Nasza 23-latka potrafiła już punktować w Pucharze Świata, nic więc dziwnego, iż sama ostro zrecenzowała swój występ. Patrząc na wyświetlającą się dla niej notę, po prostu schowała twarz za rękawicą.
Dla Polski cel minimum celem maksimum
Damska część polskiego miksta jest od zawsze znacznie słabsza od męskiej, ale od Konderli można i trzeba było oczekiwać chociaż tyle, ile pokazała Anna Twardosz. Ona w pierwszej serii osiągnęła 102,5 metra. Była lepsza od Pyłypczuk, Konderli i jeszcze od Amerykanki Anniki Belshaw. To też nie rzuca na kolana, ale przekroczenie setnego metra na skoczni o rozmiarze 140 metrów jest po prostu granicą przyzwoitości.
Bardzo przyzwoicie w pierwszej rundzie spisali się nasi panowie - Paweł Wąsek skoczył 130 metrów i to był czwarty wynik wśród mężczyzn, a Aleksander Zniszczoł wylądował na 123. metrze i był wśród skoczków dziewiąty.
Tuż po swoim pierwszym skoku Zniszczoł był zdziwiony, iż będzie mógł skoczyć jeszcze raz. - Skaczemy dalej? - miał dopytywać obecną na miejscu ekipę dziennikarsko-reporterską Eurosportu i TVN-u.
Tak, po zsumowaniu wyników okazało się, iż Polska na półmetku zawodów jest siódma. Pomogła nam dyskwalifikacja Tate’a Frantza - Amerykanin nie skoczył, bo miał problem z suwakiem w kombinezonie, a gdyby skoczył, możliwe, iż bylibyśmy na ósmym miejscu. Ale i z niego weszlibyśmy do drugiej serii. A to był cel minimum.
Wąsek może walczyć o top 10
W rundzie finałowej okazało się, iż kilka ponad minimum możemy zrobić. Po kolejnym mizernym skoku Konderli (97 m) i świetnym Wąska na 132,5 metra przez moment Polska była na szóstym miejscu, a szóste miejsce to najlepszy wynik naszego miksta w historii.
Ale Twardosz nie była w stanie tego utrzymać, a jej słaby skok - na 96,5 m - nie tylko zrzucił nas na miejsce siódme (i to ex aequo z Francuzami), ale też spowodował taką stratę do szóstych Finów (24,9 pkt), której Zniszczoł nie mógł odrobić. Fin Antti Aalto spokojnie się obronił, choć skoczył tylko 108 metrów. To dlatego, iż w bardzo trudnych warunkach (1,5 m/s wiatru w plecy) Polak doleciał jedynie do 115. metra.

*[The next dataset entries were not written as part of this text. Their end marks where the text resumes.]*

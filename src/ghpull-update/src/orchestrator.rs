//! Update orchestrator - check, stage and install for one artifact kind.

use std::sync::Arc;

use parking_lot::Mutex;
use serde::{Deserialize, Serialize};
use tracing::{debug, info, warn};

use crate::acquire::ArchiveAcquirer;
use crate::config::UpdaterConfig;
use crate::details::ArtifactDetails;
use crate::error::{UpdateError, UpdateResult};
use crate::fetch::{Fetcher, HttpFetcher};
use crate::kind::{ArtifactHost, InstalledArtifact};
use crate::release::Release;
use crate::resolver::ReleaseResolver;
use crate::source::RepositoryRef;
use crate::version::is_update_available;

/// Where the orchestrator is in its most recent operation.
#[derive(Debug, Clone, Copy, PartialEq, Eq)]
pub enum Phase {
    Idle,
    Resolving,
    Comparing,
    /// Installed version is current
    NoUpdate,
    Staging,
    Staged,
    Failed,
}

/// An available update, in the shape a host's update list expects.
#[derive(Debug, Clone, PartialEq, Eq, Serialize, Deserialize)]
pub struct UpdateDecision {
    pub slug: String,
    pub available: bool,
    pub new_version: String,
    /// Archive URL; resolved but not fetched
    pub package_url: String,
    /// Release page
    pub info_url: String,
}

/// Drives resolution, comparison and installation for one host.
///
/// Plugins and themes use the same type with different hosts.
pub struct UpdateOrchestrator<H: ArtifactHost> {
    host: H,
    resolver: ReleaseResolver,
    acquirer: ArchiveAcquirer,
    config: UpdaterConfig,
    phase: Mutex<Phase>,
}

impl<H: ArtifactHost> UpdateOrchestrator<H> {
    pub fn new(
        host: H,
        resolver: ReleaseResolver,
        acquirer: ArchiveAcquirer,
        config: UpdaterConfig,
    ) -> Self {
        Self {
            host,
            resolver,
            acquirer,
            config,
            phase: Mutex::new(Phase::Idle),
        }
    }

    /// Build an orchestrator with an [`HttpFetcher`] shared by the resolver
    /// and the acquirer.
    pub fn from_config(host: H, config: UpdaterConfig) -> UpdateResult<Self> {
        let fetcher: Arc<dyn Fetcher> = Arc::new(HttpFetcher::new(&config)?);
        Ok(Self::with_fetcher(host, fetcher, config))
    }

    /// Build an orchestrator around an existing fetcher.
    pub fn with_fetcher(host: H, fetcher: Arc<dyn Fetcher>, config: UpdaterConfig) -> Self {
        let resolver = ReleaseResolver::new(Arc::clone(&fetcher), &config);
        let acquirer = ArchiveAcquirer::new(fetcher, &config);
        Self::new(host, resolver, acquirer, config)
    }

    pub fn host(&self) -> &H {
        &self.host
    }

    pub fn config(&self) -> &UpdaterConfig {
        &self.config
    }

    pub fn phase(&self) -> Phase {
        *self.phase.lock()
    }

    fn set_phase(&self, phase: Phase) {
        let mut current = self.phase.lock();
        if *current != phase {
            debug!("{} updater: {:?} -> {:?}", self.host.kind(), *current, phase);
            *current = phase;
        }
    }

    /// `repo` with the configured default token attached when it has none.
    pub fn effective_ref(&self, repo: &RepositoryRef) -> RepositoryRef {
        if repo.has_token() {
            return repo.clone();
        }
        repo.clone().with_token(self.config.default_token.as_deref())
    }

    /// Resolve the latest release of `repo`.
    pub async fn resolve_latest(&self, repo: &RepositoryRef) -> UpdateResult<Release> {
        self.set_phase(Phase::Resolving);
        match self.resolver.resolve(&self.effective_ref(repo)).await {
            Ok(release) => Ok(release),
            Err(e) => {
                self.set_phase(Phase::Failed);
                Err(e)
            }
        }
    }

    /// Decide whether `installed` should be updated from `repo`.
    ///
    /// Returns `Ok(None)` when there is no release or nothing newer. Never
    /// touches host state, so repeated calls give the same answer.
    pub async fn check_update(
        &self,
        repo: &RepositoryRef,
        installed: &InstalledArtifact,
    ) -> UpdateResult<Option<UpdateDecision>> {
        let release = self.resolve_latest(repo).await?;

        self.set_phase(Phase::Comparing);
        if release.is_empty() || !is_update_available(&installed.version, &release.tag_name) {
            self.set_phase(Phase::NoUpdate);
            return Ok(None);
        }

        self.set_phase(Phase::Staging);
        let decision = UpdateDecision {
            slug: installed.slug.clone(),
            available: true,
            new_version: release.tag_name.clone(),
            package_url: self.acquirer.download_url(&release),
            info_url: release.html_url.clone(),
        };
        info!(
            "{} {} can be updated from {} to {}",
            self.host.kind().label(),
            installed.slug,
            installed.version,
            decision.new_version
        );
        self.set_phase(Phase::Staged);
        Ok(Some(decision))
    }

    /// [`check_update`](Self::check_update) for a slug the host reports as
    /// installed. Unknown slugs have no update.
    pub async fn check_slug(
        &self,
        repo: &RepositoryRef,
        slug: &str,
    ) -> UpdateResult<Option<UpdateDecision>> {
        let Some(installed) = self.host.installed(slug) else {
            debug!("{} {} is not installed", self.host.kind().label(), slug);
            return Ok(None);
        };
        self.check_update(repo, &installed).await
    }

    /// Download the latest archive of `repo` and hand it to the host.
    ///
    /// The staged archive is removed afterwards whether or not the host
    /// installed it; the host's result is returned unchanged.
    pub async fn acquire_and_install(&self, repo: &RepositoryRef) -> UpdateResult<()> {
        let release = self.resolve_latest(repo).await?;

        self.set_phase(Phase::Staging);
        let work_dir = self.config.staging_dir();
        let archive = match self.acquirer.fetch_archive(&release, &work_dir).await {
            Ok(archive) => archive,
            Err(e) => {
                self.set_phase(Phase::Failed);
                return Err(e);
            }
        };
        info!("Staged {} at {}", repo, archive.path().display());

        let result = self.host.install(archive.path()).await;
        archive.cleanup().await;

        match &result {
            Ok(()) => self.set_phase(Phase::Staged),
            Err(e) => {
                warn!("Installing {} failed: {}", repo, e);
                self.set_phase(Phase::Failed);
            }
        }
        result
    }

    /// Information card for `slug`, backed by the latest release of `repo`.
    pub async fn details(&self, repo: &RepositoryRef, slug: &str) -> UpdateResult<ArtifactDetails> {
        let release = self.resolve_latest(repo).await?;
        let installed = self.host.installed(slug);

        let mut details = ArtifactDetails::new(
            self.host.kind(),
            slug,
            installed.as_ref(),
            repo,
            &release,
            self.config.web_base(),
            self.acquirer.download_url(&release),
        );
        details.readme = self.read_readme(slug).await;

        self.set_phase(Phase::Idle);
        Ok(details)
    }

    async fn read_readme(&self, slug: &str) -> Option<String> {
        let path = self.host.readme_path(slug)?;
        match tokio::fs::read_to_string(&path).await {
            Ok(contents) => Some(contents),
            Err(e) if e.kind() == std::io::ErrorKind::NotFound => None,
            Err(e) => {
                let err = UpdateError::fs(&path, e);
                warn!("Ignoring README: {}", err);
                None
            }
        }
    }
}
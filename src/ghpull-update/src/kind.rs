//! What gets updated, and the host capabilities the orchestrator needs.

use std::path::{Path, PathBuf};

use async_trait::async_trait;
use serde::{Deserialize, Serialize};

use crate::error::UpdateResult;

/// Kind of installable artifact.
#[derive(Debug, Clone, Copy, PartialEq, Eq, Hash, Serialize, Deserialize)]
#[serde(rename_all = "lowercase")]
pub enum ArtifactKind {
    Plugin,
    Theme,
}

impl ArtifactKind {
    pub fn as_str(&self) -> &'static str {
        match self {
            Self::Plugin => "plugin",
            Self::Theme => "theme",
        }
    }

    /// Capitalized name for messages.
    pub fn label(&self) -> &'static str {
        match self {
            Self::Plugin => "Plugin",
            Self::Theme => "Theme",
        }
    }
}

impl std::fmt::Display for ArtifactKind {
    fn fmt(&self, f: &mut std::fmt::Formatter<'_>) -> std::fmt::Result {
        f.write_str(self.as_str())
    }
}

impl std::str::FromStr for ArtifactKind {
    type Err = String;

    fn from_str(s: &str) -> Result<Self, Self::Err> {
        match s.to_ascii_lowercase().as_str() {
            "plugin" => Ok(Self::Plugin),
            "theme" => Ok(Self::Theme),
            other => Err(format!("unknown artifact kind '{other}'")),
        }
    }
}

/// An installed plugin or theme as reported by the host.
#[derive(Debug, Clone, PartialEq, Eq, Serialize, Deserialize)]
pub struct InstalledArtifact {
    pub slug: String,
    pub name: String,
    pub version: String,
}

/// Host capabilities for one artifact kind.
#[async_trait]
pub trait ArtifactHost: Send + Sync {
    fn kind(&self) -> ArtifactKind;

    /// Look up an installed artifact by slug.
    fn installed(&self, slug: &str) -> Option<InstalledArtifact>;

    /// Location of the artifact's README, if the host knows one.
    fn readme_path(&self, slug: &str) -> Option<PathBuf>;

    /// Install the staged archive at `archive`.
    async fn install(&self, archive: &Path) -> UpdateResult<()>;
}
//! Slug to repository table the host persists.

use std::collections::BTreeMap;

use serde::{Deserialize, Serialize};
use tracing::debug;

use crate::error::UpdateResult;
use crate::kind::ArtifactKind;
use crate::source::RepositoryRef;

/// Persisted form of a tracked repository.
#[derive(Clone, PartialEq, Eq, Serialize, Deserialize)]
pub struct TrackedRepo {
    pub owner: String,
    pub repo: String,
    #[serde(default, skip_serializing_if = "Option::is_none")]
    pub token: Option<String>,
}

impl TrackedRepo {
    pub fn to_ref(&self) -> UpdateResult<RepositoryRef> {
        Ok(RepositoryRef::new(&self.owner, &self.repo)?.with_token(self.token.as_deref()))
    }
}

impl From<&RepositoryRef> for TrackedRepo {
    fn from(repo: &RepositoryRef) -> Self {
        Self {
            owner: repo.owner().to_string(),
            repo: repo.name().to_string(),
            token: repo.access_token().map(str::to_string),
        }
    }
}

impl std::fmt::Debug for TrackedRepo {
    fn fmt(&self, f: &mut std::fmt::Formatter<'_>) -> std::fmt::Result {
        f.debug_struct("TrackedRepo")
            .field("owner", &self.owner)
            .field("repo", &self.repo)
            .field("token", &self.token.as_ref().map(|_| "***"))
            .finish()
    }
}

/// Which repositories installed plugins and themes update from.
#[derive(Debug, Clone, Default, PartialEq, Eq, Serialize, Deserialize)]
pub struct TrackedRepos {
    #[serde(default)]
    pub plugins: BTreeMap<String, TrackedRepo>,
    #[serde(default)]
    pub themes: BTreeMap<String, TrackedRepo>,
}

impl TrackedRepos {
    pub fn new() -> Self {
        Self::default()
    }

    fn table(&self, kind: ArtifactKind) -> &BTreeMap<String, TrackedRepo> {
        match kind {
            ArtifactKind::Plugin => &self.plugins,
            ArtifactKind::Theme => &self.themes,
        }
    }

    fn table_mut(&mut self, kind: ArtifactKind) -> &mut BTreeMap<String, TrackedRepo> {
        match kind {
            ArtifactKind::Plugin => &mut self.plugins,
            ArtifactKind::Theme => &mut self.themes,
        }
    }

    /// Track `slug` against `repo`, replacing any previous entry.
    pub fn track(&mut self, kind: ArtifactKind, slug: impl Into<String>, repo: &RepositoryRef) {
        self.table_mut(kind).insert(slug.into(), TrackedRepo::from(repo));
    }

    pub fn untrack(&mut self, kind: ArtifactKind, slug: &str) -> Option<TrackedRepo> {
        self.table_mut(kind).remove(slug)
    }

    /// Repository for `slug`, or `None` if untracked or no longer valid.
    pub fn get(&self, kind: ArtifactKind, slug: &str) -> Option<RepositoryRef> {
        self.table(kind).get(slug).and_then(|t| t.to_ref().ok())
    }

    /// Every valid `(slug, repository)` pair of `kind`.
    pub fn entries(&self, kind: ArtifactKind) -> Vec<(String, RepositoryRef)> {
        self.table(kind)
            .iter()
            .filter_map(|(slug, tracked)| Some((slug.clone(), tracked.to_ref().ok()?)))
            .collect()
    }

    /// Drop entries whose artifact is no longer installed.
    ///
    /// Returns true when anything was removed and the table needs saving.
    pub fn retain_installed(
        &mut self,
        kind: ArtifactKind,
        mut is_installed: impl FnMut(&str) -> bool,
    ) -> bool {
        let table = self.table_mut(kind);
        let before = table.len();
        table.retain(|slug, _| {
            let keep = is_installed(slug);
            if !keep {
                debug!("No longer tracking {} {}", kind, slug);
            }
            keep
        });
        table.len() != before
    }
}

A zatem zaczynamy od przeciętnego występu drużyny, z naprawdę bardzo dobrymi skokami Wąska do zapamiętania (w sumie miał wśród mężczyzn szóstą notę). A to dobra wiadomość przed sobotą i niedzielą. Wtedy w Lillehammer odbędą się konkursy indywidualne (oba o godzinie 16.00, oba zostaną poprzedzone kwalifikacjami o godz. 14.45). Wygląda na to, iż możemy mieć swojego człowieka w top 10. Po bardzo słabej poprzedniej zimie takie wyniki na początek nowego sezonu wzięlibyśmy z pocałowaniem ręki.